**WHAT YOU WILL DO**: The data shown below should all be retyped exactly.
[LISTED RECORDS]
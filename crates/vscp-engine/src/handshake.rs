//! API version helpers for the INIT exchange.
//!
//! The engine itself never rejects a handshake on version grounds; callers
//! that want a strict policy apply one of these to the returned parameters.

use vscp_codec::ParameterMap;

use crate::error::{ProtocolError, Result};
use crate::request::KEY_API;

/// The API version an endpoint reported in its INIT reply.
pub fn remote_api_version(params: &ParameterMap) -> Result<&str> {
    params.get(KEY_API).ok_or_else(|| {
        ProtocolError::not_found("handshake", "endpoint did not report an api version")
    })
}

/// Exact-match comparison of two API version strings.
pub fn api_versions_match(local: &str, remote: &str) -> bool {
    local == remote
}

/// Fail with `MethodFailed` unless the reported version equals `local`.
pub fn require_api_match(local: &str, params: &ParameterMap) -> Result<()> {
    let remote = remote_api_version(params)?;
    if api_versions_match(local, remote) {
        Ok(())
    } else {
        Err(ProtocolError::method_failed(
            "handshake",
            format!("api version mismatch: local {local}, endpoint {remote}"),
        ))
    }
}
[/LISTED RECORDS]
**OUTPUT FOR THIS EXERCISE**:
filename crates/vscp-engine/src/handshake.rs
//! API version helpers for the INIT exchange.
//!
//! The engine itself never rejects a handshake on version grounds; callers
//! that want a strict policy apply one of these to the returned parameters.

use vscp_codec::ParameterMap;

use crate::error::{ProtocolError, Result};
use crate::request::KEY_API;

/// The API version an endpoint reported in its INIT reply.
pub fn remote_api_version(params: &ParameterMap) -> Result<&str> {
    params.get(KEY_API).ok_or_else(|| {
        ProtocolError::not_found("handshake", "endpoint did not report an api version")
    })
}

/// Exact-match comparison of two API version strings.
pub fn api_versions_match(local: &str, remote: &str) -> bool {
    local == remote
}

/// Fail with `MethodFailed` unless the reported version equals `local`.
pub fn require_api_match(local: &str, params: &ParameterMap) -> Result<()> {
    let remote = remote_api_version(params)?;
    if api_versions_match(local, remote) {
        Ok(())
    } else {
        Err(ProtocolError::method_failed(
            "handshake",
            format!("api version mismatch: local {local}, endpoint {remote}"),
        ))
    }
}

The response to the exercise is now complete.